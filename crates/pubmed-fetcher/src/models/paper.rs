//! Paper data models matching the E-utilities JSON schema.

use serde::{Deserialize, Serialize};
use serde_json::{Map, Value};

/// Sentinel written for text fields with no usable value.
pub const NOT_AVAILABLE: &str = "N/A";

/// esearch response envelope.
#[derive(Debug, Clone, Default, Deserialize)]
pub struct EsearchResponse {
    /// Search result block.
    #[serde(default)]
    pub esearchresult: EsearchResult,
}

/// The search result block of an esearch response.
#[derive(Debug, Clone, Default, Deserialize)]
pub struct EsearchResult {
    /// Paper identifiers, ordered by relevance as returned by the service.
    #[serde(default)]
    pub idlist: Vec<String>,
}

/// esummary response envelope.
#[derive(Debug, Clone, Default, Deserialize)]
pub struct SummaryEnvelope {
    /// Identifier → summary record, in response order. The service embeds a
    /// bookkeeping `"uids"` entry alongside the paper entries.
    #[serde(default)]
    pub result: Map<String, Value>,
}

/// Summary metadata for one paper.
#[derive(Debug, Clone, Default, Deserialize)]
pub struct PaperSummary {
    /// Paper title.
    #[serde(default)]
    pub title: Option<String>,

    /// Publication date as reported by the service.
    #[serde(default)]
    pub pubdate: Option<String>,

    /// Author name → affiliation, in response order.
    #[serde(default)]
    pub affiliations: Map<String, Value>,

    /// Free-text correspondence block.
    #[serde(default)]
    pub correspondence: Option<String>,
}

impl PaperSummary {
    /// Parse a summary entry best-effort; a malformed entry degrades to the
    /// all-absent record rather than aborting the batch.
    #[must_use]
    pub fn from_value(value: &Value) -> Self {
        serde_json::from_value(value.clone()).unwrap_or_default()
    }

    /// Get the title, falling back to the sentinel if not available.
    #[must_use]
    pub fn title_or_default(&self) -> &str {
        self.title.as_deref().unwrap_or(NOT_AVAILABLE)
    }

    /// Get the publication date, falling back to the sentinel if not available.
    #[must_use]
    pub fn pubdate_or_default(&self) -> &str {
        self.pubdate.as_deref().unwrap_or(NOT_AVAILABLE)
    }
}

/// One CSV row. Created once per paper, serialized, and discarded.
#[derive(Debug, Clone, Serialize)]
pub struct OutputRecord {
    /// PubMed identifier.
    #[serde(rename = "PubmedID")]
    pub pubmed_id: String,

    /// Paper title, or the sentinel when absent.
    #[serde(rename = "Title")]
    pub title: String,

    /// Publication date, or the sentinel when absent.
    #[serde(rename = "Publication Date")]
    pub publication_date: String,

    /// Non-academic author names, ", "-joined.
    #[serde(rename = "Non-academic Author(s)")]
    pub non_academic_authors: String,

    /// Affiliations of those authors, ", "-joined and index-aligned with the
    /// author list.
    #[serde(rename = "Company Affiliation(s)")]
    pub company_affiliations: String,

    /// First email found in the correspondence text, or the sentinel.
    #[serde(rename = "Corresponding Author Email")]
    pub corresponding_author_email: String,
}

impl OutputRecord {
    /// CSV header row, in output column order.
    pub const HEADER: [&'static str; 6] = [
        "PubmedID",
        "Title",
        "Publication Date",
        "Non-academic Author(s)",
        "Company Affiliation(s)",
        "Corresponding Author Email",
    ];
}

PROBLEM TO SOLVE: Please copy the whole of the material exactly as written.

FINISHED EXERCISE:
filename crates/pubmed-fetcher/src/models/paper.rs
//! Paper data models matching the E-utilities JSON schema.

use serde::{Deserialize, Serialize};
use serde_json::{Map, Value};

/// Sentinel written for text fields with no usable value.
pub const NOT_AVAILABLE: &str = "N/A";

/// esearch response envelope.
#[derive(Debug, Clone, Default, Deserialize)]
pub struct EsearchResponse {
    /// Search result block.
    #[serde(default)]
    pub esearchresult: EsearchResult,
}

/// The search result block of an esearch response.
#[derive(Debug, Clone, Default, Deserialize)]
pub struct EsearchResult {
    /// Paper identifiers, ordered by relevance as returned by the service.
    #[serde(default)]
    pub idlist: Vec<String>,
}

/// esummary response envelope.
#[derive(Debug, Clone, Default, Deserialize)]
pub struct SummaryEnvelope {
    /// Identifier → summary record, in response order. The service embeds a
    /// bookkeeping `"uids"` entry alongside the paper entries.
    #[serde(default)]
    pub result: Map<String, Value>,
}

/// Summary metadata for one paper.
#[derive(Debug, Clone, Default, Deserialize)]
pub struct PaperSummary {
    /// Paper title.
    #[serde(default)]
    pub title: Option<String>,

    /// Publication date as reported by the service.
    #[serde(default)]
    pub pubdate: Option<String>,

    /// Author name → affiliation, in response order.
    #[serde(default)]
    pub affiliations: Map<String, Value>,

    /// Free-text correspondence block.
    #[serde(default)]
    pub correspondence: Option<String>,
}

impl PaperSummary {
    /// Parse a summary entry best-effort; a malformed entry degrades to the
    /// all-absent record rather than aborting the batch.
    #[must_use]
    pub fn from_value(value: &Value) -> Self {
        serde_json::from_value(value.clone()).unwrap_or_default()
    }

    /// Get the title, falling back to the sentinel if not available.
    #[must_use]
    pub fn title_or_default(&self) -> &str {
        self.title.as_deref().unwrap_or(NOT_AVAILABLE)
    }

    /// Get the publication date, falling back to the sentinel if not available.
    #[must_use]
    pub fn pubdate_or_default(&self) -> &str {
        self.pubdate.as_deref().unwrap_or(NOT_AVAILABLE)
    }
}

/// One CSV row. Created once per paper, serialized, and discarded.
#[derive(Debug, Clone, Serialize)]
pub struct OutputRecord {
    /// PubMed identifier.
    #[serde(rename = "PubmedID")]
    pub pubmed_id: String,

    /// Paper title, or the sentinel when absent.
    #[serde(rename = "Title")]
    pub title: String,

    /// Publication date, or the sentinel when absent.
    #[serde(rename = "Publication Date")]
    pub publication_date: String,

    /// Non-academic author names, ", "-joined.
    #[serde(rename = "Non-academic Author(s)")]
    pub non_academic_authors: String,

    /// Affiliations of those authors, ", "-joined and index-aligned with the
    /// author list.
    #[serde(rename = "Company Affiliation(s)")]
    pub company_affiliations: String,

    /// First email found in the correspondence text, or the sentinel.
    #[serde(rename = "Corresponding Author Email")]
    pub corresponding_author_email: String,
}

impl OutputRecord {
    /// CSV header row, in output column order.
    pub const HEADER: [&'static str; 6] = [
        "PubmedID",
        "Title",
        "Publication Date",
        "Non-academic Author(s)",
        "Company Affiliation(s)",
        "Corresponding Author Email",
    ];
}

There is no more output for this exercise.